Filipinos

Comparar o corpo de uma mulher a um pacote de bolachas não será coisa que uma mulher aprecie a não ser que saiba muito bem o que estou a querer transmitir. Eu gosto muito de Filipinos – ou equivalentes. Gosto de bolachas, ponto. Mas os rigores da genética e alguma selectividade levam-me a não as consumir em barda, preferencialmente a não as comprar sequer, mas o facto é que gosto muito de Filipinos. E tenho um problema com esse tipo de bolacha: um pacote aberto é um pacote comido, na íntegra, se nada mo impedir, ou se a consciência fraquejar, pese embora um terrível sentimento de culpa logo a seguir. Ora, bem se vê, há corpos que são como um pacote de Filipinos. Quando se começa, não dá para parar.
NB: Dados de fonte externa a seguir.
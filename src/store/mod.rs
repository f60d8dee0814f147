//! Account Store module
//!
//! The contract the transfer engine consumes: transactional scope with
//! row-locking point lookups. The store exclusively owns wallet rows; the
//! engine never holds a balance outside a transaction.
//!
//! Two implementations are provided:
//! - [`PgAccountStore`]: PostgreSQL, `SELECT ... FOR UPDATE`
//! - [`MemoryAccountStore`]: embedded store with the same locking semantics

mod error;
mod memory;
mod postgres;

use async_trait::async_trait;

use crate::domain::Wallet;

pub use error::StoreError;
pub use memory::{MemoryAccountStore, MemoryTransaction};
pub use postgres::{PgAccountStore, PgStoreTransaction};

/// A durable store of wallets exposing transactions with row-level locking.
#[async_trait]
pub trait AccountStore: Send + Sync {
    type Transaction: StoreTransaction;

    /// Open a transaction. Dropping it without commit rolls it back.
    async fn begin(&self) -> Result<Self::Transaction, StoreError>;

    /// Non-locking point lookup by exact address.
    async fn find_by_address(&self, address: &str) -> Result<Option<Wallet>, StoreError>;

    /// Insert `wallet` unless its address already exists.
    ///
    /// Returns `true` when a row was created. An existing row is left
    /// untouched.
    async fn insert_if_absent(&self, wallet: &Wallet) -> Result<bool, StoreError>;
}

/// An open transaction against an [`AccountStore`].
///
/// Locks taken by [`lock_by_address`](Self::lock_by_address) are held until
/// [`commit`](Self::commit), [`rollback`](Self::rollback) or drop.
#[async_trait]
pub trait StoreTransaction: Send {
    /// Locking point lookup. Blocks while another transaction holds the row.
    async fn lock_by_address(&mut self, address: &str) -> Result<Option<Wallet>, StoreError>;

    /// Write a new balance for a row locked by this transaction.
    ///
    /// Bumps the row version and returns the row as it will be committed.
    async fn update_balance(&mut self, wallet: &Wallet, balance: i64)
        -> Result<Wallet, StoreError>;

    /// Make every write of this transaction visible atomically.
    async fn commit(self) -> Result<(), StoreError>;

    /// Discard every write of this transaction and release its locks.
    async fn rollback(self) -> Result<(), StoreError>;
}
//! Entity descriptions attached to annotated search results.
//!
//! A result record lists the annotations it matched, one per line:
//!
//! ```text
//! <start>\t<end>\t<concept type>\t<concept ids>
//! ```
//!
//! Concept ids are separated by `|` or `,`. Empty lines are skipped.

#![warn(missing_docs)]

use std::fmt;

use serde::Serialize;
use thiserror::Error;
use tracing::debug;

/// Errors parsing an entity description.
#[derive(Debug, Clone, PartialEq, Eq, Error)]
pub enum EntityError {
    /// A line without exactly four columns.
    #[error("line {line}: expected 4 tab-separated fields, found {found}")]
    ColumnCount {
        /// 1-based line number.
        line: usize,
        /// Number of fields on the line.
        found: usize,
    },

    /// A start or end offset that is not a non-negative integer.
    #[error("line {line}: cannot parse {which} offset '{value}' (not a non-negative integer)")]
    InvalidOffset {
        /// 1-based line number.
        line: usize,
        /// `"start"` or `"end"`.
        which: &'static str,
        /// The offending text.
        value: String,
    },
}

impl EntityError {
    /// The 1-based line number of the failing entry.
    pub fn line(&self) -> usize {
        match self {
            Self::ColumnCount { line, .. } | Self::InvalidOffset { line, .. } => *line,
        }
    }
}

/// One annotation of a search result.
#[derive(Debug, Clone, PartialEq, Eq, Serialize)]
pub struct EntityEntry {
    /// Start offset.
    pub start: usize,
    /// End offset.
    pub end: usize,
    /// Concept type, e.g. `Gene`.
    pub concept: String,
    /// Concept identifiers, in order, without empty pieces.
    pub concept_ids: Vec<String>,
}

impl EntityEntry {
    /// Parses one non-empty line.
    fn parse_line(line: &str, line_no: usize) -> Result<Self, EntityError> {
        let fields: Vec<&str> = line.split('\t').collect();
        let [start, end, concept, ids] = fields[..] else {
            return Err(EntityError::ColumnCount {
                line: line_no,
                found: fields.len(),
            });
        };

        Ok(Self {
            start: parse_offset(start, "start", line_no)?,
            end: parse_offset(end, "end", line_no)?,
            concept: concept.to_string(),
            concept_ids: ids
                .split(['|', ','])
                .filter(|id| !id.is_empty())
                .map(String::from)
                .collect(),
        })
    }
}

impl fmt::Display for EntityEntry {
    fn fmt(&self, f: &mut fmt::Formatter<'_>) -> fmt::Result {
        write!(
            f,
            "[{} {}] concept={} concept_ids={}",
            self.start,
            self.end,
            self.concept,
            self.concept_ids.join(",")
        )
    }
}

/// Parses an offset column.
fn parse_offset(value: &str, which: &'static str, line: usize) -> Result<usize, EntityError> {
    value.parse().map_err(|_| EntityError::InvalidOffset {
        line,
        which,
        value: value.to_string(),
    })
}

/// Parses a newline-separated entity description.
///
/// Both `\n` and `\r\n` line endings are accepted. Parsing stops at the first malformed line.
pub fn parse_entity_desc(desc: &str) -> Result<Vec<EntityEntry>, EntityError> {
    let entries = desc
        .lines()
        .enumerate()
        .filter(|(_, line)| !line.is_empty())
        .map(|(idx, line)| EntityEntry::parse_line(line, idx + 1))
        .collect::<Result<Vec<_>, _>>()?;
    debug!(count = entries.len(), "parsed entity description");
    Ok(entries)
}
Apetece continuar, ir trincando, ir derretendo na boca, ir chupando, lambendo. Assim, bem se vê, comparar o corpo de uma mulher a um pacote de Filipinos não é insulto nem tão pouco sugestão de robustez. É uma manifestação apaixonada do quanto se gosta desse corpo, do prazer que dá descobri-lo, sentir-lhe a pele e o sabor. E com isto, aposto, da próxima vez que se pensar em bolachas, só pode haver um sorriso no rosto. Malandro, como convém.